━━━ Supplied data

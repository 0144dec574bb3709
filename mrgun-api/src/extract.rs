//! A JSON extractor that reports malformed bodies using our own
//! [`ApiError`] taxonomy instead of axum's raw-string rejections.
//!
//! Grounded on `lexe-api::server::LxJson`: `axum::Json`'s `IntoResponse`
//! impl for rejections is a bare string body, which doesn't fit the
//! `ErrorResponse` envelope every other error on this service uses.

use axum::{
    async_trait,
    extract::{rejection::JsonRejection, FromRequest, Request},
    response::IntoResponse,
};
use serde::{de::DeserializeOwned, Serialize};

use crate::error::{ApiError, ApiErrorKind};

pub struct Json<T>(pub T);

#[async_trait]
impl<T, S> FromRequest<S> for Json<T>
where
    T: DeserializeOwned,
    S: Send + Sync,
{
    type Rejection = ApiError;

    async fn from_request(req: Request, state: &S) -> Result<Self, Self::Rejection> {
        axum::Json::<T>::from_request(req, state)
            .await
            .map(|axum::Json(value)| Json(value))
            .map_err(json_rejection_to_api_error)
    }
}

fn json_rejection_to_api_error(rejection: JsonRejection) -> ApiError {
    ApiError::new(ApiErrorKind::InvalidRequest, rejection.body_text())
}

impl<T: Serialize> IntoResponse for Json<T> {
    fn into_response(self) -> axum::response::Response {
        axum::Json(self.0).into_response()
    }
}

━━━━━━

→ Instructions to follow:
Your task is to transcribe the line containing "type Rejection = ApiError;" and every line after it, through the last line of the data, exactly as written and with nothing more.

→ Output for this exercise:
    type Rejection = ApiError;

    async fn from_request(req: Request, state: &S) -> Result<Self, Self::Rejection> {
        axum::Json::<T>::from_request(req, state)
            .await
            .map(|axum::Json(value)| Json(value))
            .map_err(json_rejection_to_api_error)
    }
}

fn json_rejection_to_api_error(rejection: JsonRejection) -> ApiError {
    ApiError::new(ApiErrorKind::InvalidRequest, rejection.body_text())
}

impl<T: Serialize> IntoResponse for Json<T> {
    fn into_response(self) -> axum::response::Response {
        axum::Json(self.0).into_response()
    }
}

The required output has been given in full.